The UNISERVO supported both forward and backward modes on read or write operation. This offered significant advantages in data sorting and merging applications. The data transfers to/from the UNIVAC I processor were fully buffered in a single block dedicated memory, permitting instruction execution in parallel with tape movement and data transfer. The internal serial data path permitted inserting a tape data block into main memory in one instruction.

UNIVAC continued to use the name UNISERVO for later models of tape drive (e.g., UNISERVO II, UNISERVO IIIC, UNISERVO VIII-C) for later computers in their product line. The UNISERVO II could read metal tapes from the UNIVAC I as well as use higher-density PET film base/ferric oxide media tapes that became the industry standard. While UNIVAC was first with computer tape, and had higher performance than contemporary IBM tape drives, IBM was able to set the data interchange standard. UNIVAC was later forced to be compatible with the IBM technology.

==Technical details==
The tape motion in the UNISERVO I was controlled by a single capstan connected to a synchronous motor. Supply and take-up reel motion was buffered via a complex pulley-string-spring arrangement, as the design was prior to the invention of the vacuum column buffer. The tape drive contained a permanent leader, and each tape reel had a connector link to the leader.
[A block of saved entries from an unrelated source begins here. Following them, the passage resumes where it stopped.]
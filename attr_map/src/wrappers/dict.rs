//! The canonical mutable wrapper.

use std::fmt;

use crate::{
    AttrMapping, BASE_RESERVED_NAMES, DefaultFactory, Key, MUTABLE_RESERVED_NAMES, Mapping,
    MutableAttrMapping, Slots, Value, WrapConfig,
};

/// The general-purpose mutable attribute mapping.
///
/// Supports every access style, mutation through item and attribute
/// syntax, an optional default factory, merging and serialisation.
///
/// # Examples
///
/// ```
/// use attr_map::{AttrDict, AttrMapping, MutableAttrMapping, Value};
///
/// let mut dict = AttrDict::with_overrides([("a", 1), ("b", 2)], [("b", 3)]);
/// dict.set_attr("c", Value::map([("d", "e")]))?;
/// assert_eq!(dict.item("b")?, Value::Int(3));
/// assert_eq!(dict.attr("c")?.attr("d")?, "e");
/// assert_eq!(dict.to_string(), r#"AttrDict({"a": 1, "b": 3, "c": {"d": "e"}})"#);
/// # Ok::<_, attr_map::AttrError>(())
/// ```
#[derive(Debug, Clone, Default)]
pub struct AttrDict {
    slots: Slots,
}

impl AttrDict {
    /// Wrap `mapping` without copying it.
    #[must_use]
    pub fn new(mapping: Mapping) -> Self {
        Self::from(mapping)
    }

    /// Wrap a new mapping built from `pairs`.
    pub fn from_pairs<I, K, V>(pairs: I) -> Self
    where
        I: IntoIterator<Item = (K, V)>,
        K: Into<Key>,
        V: Into<Value>,
    {
        Self::new(Mapping::from_pairs(pairs))
    }

    /// Wrap a new mapping built from `pairs`, then apply `overrides` on
    /// top, the way keyword arguments override positional pairs.
    pub fn with_overrides<I, K, V, O, OK, OV>(pairs: I, overrides: O) -> Self
    where
        I: IntoIterator<Item = (K, V)>,
        K: Into<Key>,
        V: Into<Value>,
        O: IntoIterator<Item = (OK, OV)>,
        OK: Into<Key>,
        OV: Into<Value>,
    {
        let mut dict = Self::from_pairs(pairs);
        dict.update_pairs(overrides);
        dict
    }

    /// Map every key in `keys` to its own deep copy of `value`.
    ///
    /// The keys never share a nested mapping, so writing through one key
    /// leaves the others untouched. Insert the same [`Value::Map`] under
    /// each key with [`crate::MutableAttrMapping::set_item`] to share it instead.
    pub fn from_keys<I, K>(keys: I, value: impl Into<Value>) -> Self
    where
        I: IntoIterator<Item = K>,
        K: Into<Key>,
    {
        let value = value.into();
        Self::from_pairs(keys.into_iter().map(|key| (key, value.deep_copy())))
    }

    /// Replace the configuration.
    #[must_use]
    pub fn with_config(mut self, config: WrapConfig) -> Self {
        *self.slots.config_mut() = config;
        self
    }

    /// Install a default factory for missing keys.
    #[must_use]
    pub fn with_default_factory(mut self, factory: DefaultFactory, pass_key: bool) -> Self {
        let config = self.slots.config_mut();
        config.default_factory = Some(factory);
        config.pass_key = pass_key;
        self
    }

    /// A new wrapper over a copy of the top level of the backing mapping.
    ///
    /// Adding or removing keys on the copy does not affect `self`, but
    /// nested mappings are still shared. Use [`AttrMapping::deep_copy`] for
    /// full independence, or `clone` to share everything.
    #[must_use]
    pub fn copy(&self) -> Self {
        let top_level = self.slots.mapping().items().into_iter().collect();
        Self::from_slots(self.slots.with_mapping(top_level))
    }
}

impl AttrMapping for AttrDict {
    const TYPE_NAME: &'static str = "AttrDict";
    const RESERVED_NAMES: &'static [&'static [&'static str]] = &[
        BASE_RESERVED_NAMES,
        MUTABLE_RESERVED_NAMES,
        &[
            "copy",
            "from_keys",
            "from_pairs",
            "new",
            "with_config",
            "with_default_factory",
            "with_overrides",
        ],
    ];

    fn slots(&self) -> &Slots {
        &self.slots
    }

    fn from_slots(slots: Slots) -> Self {
        Self { slots }
    }
}

impl MutableAttrMapping for AttrDict {
    fn slots_mut(&mut self) -> &mut Slots {
        &mut self.slots
    }
}

wrapper_common!(AttrDict);

impl fmt::Display for AttrDict {
    fn fmt(&self, f: &mut fmt::Formatter<'_>) -> fmt::Result {
        write!(f, "AttrDict({})", self.slots.mapping())
    }
}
The nickel-plated phosphor bronze tapes were very abrasive, and to counter this problem a thin plastic wear tape was slowly moved over the recording head, between the head and the tape, preventing the recording head from quickly wearing out. The metal tapes also were dirty, and a slowly renewed felt wiper collected tape debris. The UNISERVO I had a high-speed rewind capability, and multiple drives on the UNIVAC I could rewind while others continued with data processing reads or writes.

The later UNISERVO IIA and IIIA omitted the plastic wear tape and felt wipers, since they were primarily used with PET film-base magnetic tape. Both continued the use of single capstan drives and were vacuum column designs. The IIIC and later tapes used NRZI encoding to be compatible with the IBM 729 series tape drives which set the industry standard for data interchange. Ironically, IBM then later switched to phase encoding in its 1600-bit-per-inch tape generation because of its superior data reliability.